Context: An overview of strategies needed to drive formalization of India’s vast informal sector.
About informal sector
Size: Consists Of casual workers and self-employed persons, accounting for 80% of the workforce and 50% of the GVA in India.
Challenges:
Informal enterprises are small in size and deploy very little fixed capital.
Majority of informal enterprises are semi-permanent in nature and with low margins of profit.
Sub-optimal and wages are low, mainly driven by low levels of labour productivity.
High levels of corruption:
On one hand, corruption prepares the breeding ground for informal enterprises, and, on the other hand, it effectively curtails any scope of their transition into viable economic entities.
This vicious life cycle of labour-dystocia and severely stunted growth of informal sector enterprises is the crux of pervasive and persistent informality.
Increasing concentration of workers in low productive jobs: Micro enterprises constitute more than 90% of total enterprises in the total formal and informal sector.

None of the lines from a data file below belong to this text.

//! Service configuration
//!
//! Settings come from up to four places, resolved per field in a fixed
//! precedence order: command line flags, then environment variables, then
//! an optional `trust-lens.config.yml` file, then built-in defaults. The
//! Gemini API key is the one exception: it is only ever read from the
//! environment so it cannot end up in config files or shell history.

use anyhow::Context;
use serde::Deserialize;
use std::collections::HashMap;
use std::env;
use std::net::SocketAddr;
use std::path::{Path, PathBuf};

use crate::shared::error::TrustLensError;
use crate::shared::Result;

/// Config file name for auto-discovery in the working directory.
pub const CONFIG_FILENAME: &str = "trust-lens.config.yml";

/// Default listen address. Port 8001 is what the dashboard frontend expects.
pub const DEFAULT_BIND: &str = "0.0.0.0:8001";

/// Default SQLite database file, relative to the working directory.
pub const DEFAULT_DATABASE: &str = "trust_lens.db";

/// Default Gemini model when none is configured.
pub const DEFAULT_GEMINI_MODEL: &str = "gemini-2.0-flash";

/// Which engine turns gathered reviews into a trust score.
#[derive(Debug, Clone, Copy, PartialEq, Eq)]
pub enum EngineProvider {
    /// Deterministic lexicon-based scoring with no external calls.
    Lexicon,
    /// Google Gemini via the generative language API.
    Gemini,
}

impl std::str::FromStr for EngineProvider {
    type Err = String;

    fn from_str(s: &str) -> std::result::Result<Self, Self::Err> {
        match s.to_lowercase().as_str() {
            "lexicon" => Ok(EngineProvider::Lexicon),
            "gemini" => Ok(EngineProvider::Gemini),
            _ => Err(format!(
                "Invalid engine: {}. Please specify 'lexicon' or 'gemini'",
                s
            )),
        }
    }
}

impl std::fmt::Display for EngineProvider {
    fn fmt(&self, f: &mut std::fmt::Formatter<'_>) -> std::fmt::Result {
        match self {
            EngineProvider::Lexicon => write!(f, "lexicon"),
            EngineProvider::Gemini => write!(f, "gemini"),
        }
    }
}

/// Resolved engine settings.
#[derive(Debug, Clone)]
pub struct EngineConfig {
    pub provider: EngineProvider,
    pub model: String,
    /// Only sourced from `GOOGLE_API_KEY`.
    pub api_key: Option<String>,
}

/// Fully resolved service configuration.
#[derive(Debug, Clone)]
pub struct ServiceConfig {
    pub bind: SocketAddr,
    pub database: PathBuf,
    pub engine: EngineConfig,
}

/// Top-level configuration file structure
#[derive(Debug, Deserialize, Default)]
pub struct ConfigFile {
    /// Listen address as HOST:PORT
    pub bind: Option<String>,

    /// SQLite database file path
    pub database: Option<PathBuf>,

    /// Engine provider name ("lexicon" or "gemini")
    pub engine: Option<String>,

    /// Gemini model identifier
    pub gemini_model: Option<String>,

    /// Captures unknown fields for warnings
    #[serde(flatten)]
    pub unknown_fields: HashMap<String, serde_yaml_ng::Value>,
}

/// Values read from the process environment.
///
/// Kept as a plain struct so resolution can be tested without mutating
/// the real environment.
#[derive(Debug, Default)]
pub struct EnvOverrides {
    pub bind: Option<String>,
    pub database: Option<String>,
    pub engine: Option<String>,
    pub gemini_model: Option<String>,
    pub api_key: Option<String>,
}

impl EnvOverrides {
    /// Reads the `TRUST_LENS_*` variables plus `GOOGLE_API_KEY`.
    /// Empty values count as unset.
    pub fn from_env() -> Self {
        Self {
            bind: read_env("TRUST_LENS_BIND"),
            database: read_env("TRUST_LENS_DB"),
            engine: read_env("TRUST_LENS_ENGINE"),
            gemini_model: read_env("TRUST_LENS_GEMINI_MODEL"),
            api_key: read_env("GOOGLE_API_KEY"),
        }
    }
}

fn read_env(name: &str) -> Option<String> {
    env::var(name).ok().filter(|value| !value.is_empty())
}

/// Command line values, which outrank every other source.
#[derive(Debug, Default)]
pub struct CliOverrides {
    pub bind: Option<SocketAddr>,
    pub database: Option<PathBuf>,
    pub engine: Option<EngineProvider>,
}

impl ServiceConfig {
    /// Resolves the effective configuration from all sources
    ///
    /// # Arguments
    ///
    /// * `cli` - Values from command line flags
    /// * `env` - Values from the process environment
    /// * `file` - Parsed config file, if one was found
    ///
    /// # Returns
    ///
    /// The resolved configuration
    ///
    /// # Errors
    ///
    /// Returns an error when a source holds an unparseable value, or when
    /// the Gemini engine is selected without `GOOGLE_API_KEY` being set.
    pub fn resolve(cli: CliOverrides, env: EnvOverrides, file: Option<ConfigFile>) -> Result<Self> {
        let file = file.unwrap_or_default();

        let bind = match (cli.bind, env.bind, file.bind) {
            (Some(bind), _, _) => bind,
            (None, Some(raw), _) => parse_bind(&raw, "TRUST_LENS_BIND")?,
            (None, None, Some(raw)) => parse_bind(&raw, "the config file")?,
            (None, None, None) => parse_bind(DEFAULT_BIND, "the built-in default")?,
        };

        let database = cli
            .database
            .or(env.database.map(PathBuf::from))
            .or(file.database)
            .unwrap_or_else(|| PathBuf::from(DEFAULT_DATABASE));

        let provider = match (cli.engine, env.engine, file.engine) {
            (Some(provider), _, _) => provider,
            (None, Some(raw), _) => parse_engine(&raw, "TRUST_LENS_ENGINE")?,
            (None, None, Some(raw)) => parse_engine(&raw, "the config file")?,
            (None, None, None) => EngineProvider::Lexicon,
        };

        let model = env
            .gemini_model
            .or(file.gemini_model)
            .unwrap_or_else(|| DEFAULT_GEMINI_MODEL.to_string());

        if provider == EngineProvider::Gemini && env.api_key.is_none() {
            return Err(config_error(
                "the gemini engine requires an API key",
                "Set the GOOGLE_API_KEY environment variable, or use --engine lexicon",
            )
            .into());
        }

        Ok(Self {
            bind,
            database,
            engine: EngineConfig {
                provider,
                model,
                api_key: env.api_key,
            },
        })
    }
}

fn parse_bind(raw: &str, source: &str) -> Result<SocketAddr> {
    match raw.parse() {
        Ok(addr) => Ok(addr),
        Err(_) => Err(config_error(
            format!("invalid bind address '{}' from {}", raw, source),
            "Use HOST:PORT, for example 0.0.0.0:8001",
        )
        .into()),
    }
}

fn parse_engine(raw: &str, source: &str) -> Result<EngineProvider> {
    match raw.parse() {
        Ok(provider) => Ok(provider),
        Err(message) => Err(config_error(
            format!("{} (from {})", message, source),
            "Valid engines are 'lexicon' and 'gemini'",
        )
        .into()),
    }
}

fn config_error(message: impl Into<String>, hint: impl Into<String>) -> TrustLensError {
    TrustLensError::Config {
        message: message.into(),
        hint: hint.into(),
    }
}

/// Loads configuration from a specific file path
///
/// # Arguments
///
/// * `path` - Path to the configuration file
///
/// # Returns
///
/// The parsed configuration
///
/// # Errors
///
/// Returns an error if the file cannot be read or contains invalid YAML
pub fn load_config_from_path(path: &Path) -> Result<ConfigFile> {
    let content = std::fs::read_to_string(path).with_context(|| {
        format!(
            "Failed to read config file: {}\n\n💡 Hint: Check that the file exists and is readable.",
            path.display()
        )
    })?;

    let config: ConfigFile = serde_yaml_ng::from_str(&content).with_context(|| {
        format!(
            "Failed to parse config file: {}\n\n💡 Hint: Ensure the file contains valid YAML syntax.",
            path.display()
        )
    })?;

    warn_unknown_fields(&config);

    Ok(config)
}

/// Discovers and loads configuration from a directory
///
/// Looks for `trust-lens.config.yml` in the given directory. Returns
/// `Ok(None)` silently when the file does not exist, since configuration
/// is optional.
///
/// # Arguments
///
/// * `dir` - Directory to search for the configuration file
///
/// # Errors
///
/// Returns an error if a file exists but cannot be read or parsed
pub fn discover_config(dir: &Path) -> Result<Option<ConfigFile>> {
    let config_path = dir.join(CONFIG_FILENAME);

    if !config_path.exists() {
        return Ok(None);
    }

    let config = load_config_from_path(&config_path)?;
    Ok(Some(config))
}

/// Warns about unknown configuration fields
fn warn_unknown_fields(config: &ConfigFile) {
    for field_name in config.unknown_fields.keys() {
        eprintln!(
            "⚠️  Warning: Unknown config field '{}' will be ignored.",
            field_name
        );
    }
}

Supply shocks: On backdrop of Covid-19 pandemic.
Way forward
Incremental processes: Facilitating the natural progression of enterprises from informal to formal.
Policies to deter factors behind the creation of new informal enterprises:
Correct incentive regime: That promotes voluntary dwarfism in the informal sector.
Effective use of technology: E.g.
Shram Suvidha Portal - Transparent and accountable one-stop-shop for compliance with labour laws.
The Startup India Mission nudges the enterprise eco-system towards formalization.
Expand the concept of portability: Portability of benefits (welfare measures for workers and incentives for enterprises) imparts agility and dynamism to informal enterprises.
Migrate to optimum industrial locations: Facilitating up-gradation of competitiveness through effective forward and backward linkages.
Leveraging Skill India Mission: According to the Ministry of Skill Development and Entrepreneurship’s Annual Report 2018- 19, India needs 614 million workers, about 15% of them in construction and real estate alone.
Under PMKVY 2.0, National Skill Development Corporation (NSDC) has trained 7.3 million persons by December 2019.